▶ **Exercise requirements**: From the entries that follow, copy each line in which "FromValue" appears.

*** Begin section ***

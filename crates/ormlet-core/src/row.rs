//! Result row representation and typed decoding.

use crate::Result;
use crate::error::{Error, TypeError};
use crate::value::Value;
use std::collections::HashMap;
use std::sync::Arc;

/// Column metadata shared across all rows in a result set.
///
/// Wrapped in `Arc` so all rows from the same query share the same column
/// information.
#[derive(Debug, Clone)]
pub struct ColumnInfo {
    /// Column names in order
    names: Vec<String>,
    /// Name -> index mapping for O(1) lookup
    name_to_index: HashMap<String, usize>,
}

impl ColumnInfo {
    /// Create new column info from a list of column names.
    pub fn new(names: Vec<String>) -> Self {
        let name_to_index = names
            .iter()
            .enumerate()
            .map(|(i, name)| (name.clone(), i))
            .collect();
        Self {
            names,
            name_to_index,
        }
    }

    /// Get the index of a column by name.
    pub fn index_of(&self, name: &str) -> Option<usize> {
        self.name_to_index.get(name).copied()
    }

    /// Check if a column exists.
    pub fn contains(&self, name: &str) -> bool {
        self.name_to_index.contains_key(name)
    }

    /// Get all column names.
    pub fn names(&self) -> &[String] {
        &self.names
    }
}

/// A single row returned from the store.
///
/// This is the row-decoder boundary: named columns to typed values, nothing
/// more. Rows are plain data with no connection to the statement that
/// produced them.
#[derive(Debug, Clone)]
pub struct Row {
    /// Column values in order
    values: Vec<Value>,
    /// Shared column metadata
    columns: Arc<ColumnInfo>,
}

impl Row {
    /// Create a new row with the given columns and values.
    pub fn new(column_names: Vec<String>, values: Vec<Value>) -> Self {
        let columns = Arc::new(ColumnInfo::new(column_names));
        Self { values, columns }
    }

    /// Create a new row with shared column metadata.
    ///
    /// Prefer this when building multiple rows from the same result set.
    pub fn with_columns(columns: Arc<ColumnInfo>, values: Vec<Value>) -> Self {
        Self { values, columns }
    }

    /// Get the shared column metadata.
    pub fn column_info(&self) -> Arc<ColumnInfo> {
        Arc::clone(&self.columns)
    }

    /// Get the number of columns in this row.
    pub fn len(&self) -> usize {
        self.values.len()
    }

    /// Check if this row is empty.
    pub fn is_empty(&self) -> bool {
        self.values.is_empty()
    }

    /// Get a value by column name.
    pub fn get_by_name(&self, name: &str) -> Option<&Value> {
        self.columns.index_of(name).and_then(|i| self.values.get(i))
    }

    /// Get a typed value by column name.
    pub fn get_named<T: FromValue>(&self, name: &str) -> Result<T> {
        let value = self.get_by_name(name).ok_or_else(|| {
            Error::Type(TypeError {
                expected: std::any::type_name::<T>(),
                actual: format!("column '{}' not found", name),
                column: Some(name.to_string()),
            })
        })?;
        T::from_value(value).map_err(|e| match e {
            Error::Type(mut te) => {
                te.column = Some(name.to_string());
                Error::Type(te)
            }
            e => e,
        })
    }

    /// Iterate over (column_name, value) pairs.
    pub fn iter(&self) -> impl Iterator<Item = (&str, &Value)> {
        self.columns
            .names()
            .iter()
            .map(String::as_str)
            .zip(self.values.iter())
    }
}

/// Trait for converting from a `Value` to a typed value.
pub trait FromValue: Sized {
    /// Convert from a Value, returning an error if the conversion fails.
    fn from_value(value: &Value) -> Result<Self>;
}

fn type_mismatch<T>(value: &Value) -> Error {
    Error::Type(TypeError {
        expected: std::any::type_name::<T>(),
        actual: value.type_name().to_string(),
        column: None,
    })
}

impl FromValue for bool {
    fn from_value(value: &Value) -> Result<Self> {
        value.as_bool().ok_or_else(|| type_mismatch::<bool>(value))
    }
}

impl FromValue for i64 {
    fn from_value(value: &Value) -> Result<Self> {
        value.as_i64().ok_or_else(|| type_mismatch::<i64>(value))
    }
}

impl FromValue for f64 {
    fn from_value(value: &Value) -> Result<Self> {
        value.as_f64().ok_or_else(|| type_mismatch::<f64>(value))
    }
}

impl FromValue for String {
    fn from_value(value: &Value) -> Result<Self> {
        match value {
            Value::Text(s) => Ok(s.clone()),
            _ => Err(type_mismatch::<String>(value)),
        }
    }
}

impl FromValue for Vec<u8> {
    fn from_value(value: &Value) -> Result<Self> {
        match value {
            Value::Bytes(b) => Ok(b.clone()),
            _ => Err(type_mismatch::<Vec<u8>>(value)),
        }
    }
}

impl<T: FromValue> FromValue for Option<T> {
    fn from_value(value: &Value) -> Result<Self> {
        if value.is_null() {
            Ok(None)
        } else {
            T::from_value(value).map(Some)
        }
    }
}

impl FromValue for Value {
    fn from_value(value: &Value) -> Result<Self> {
        Ok(value.clone())
    }
}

*** End section ***

▶ **Result of this exercise**:
    pub fn get_named<T: FromValue>(&self, name: &str) -> Result<T> {
pub trait FromValue: Sized {
impl FromValue for bool {
impl FromValue for i64 {
impl FromValue for f64 {
impl FromValue for String {
impl FromValue for Vec<u8> {
impl<T: FromValue> FromValue for Option<T> {
impl FromValue for Value {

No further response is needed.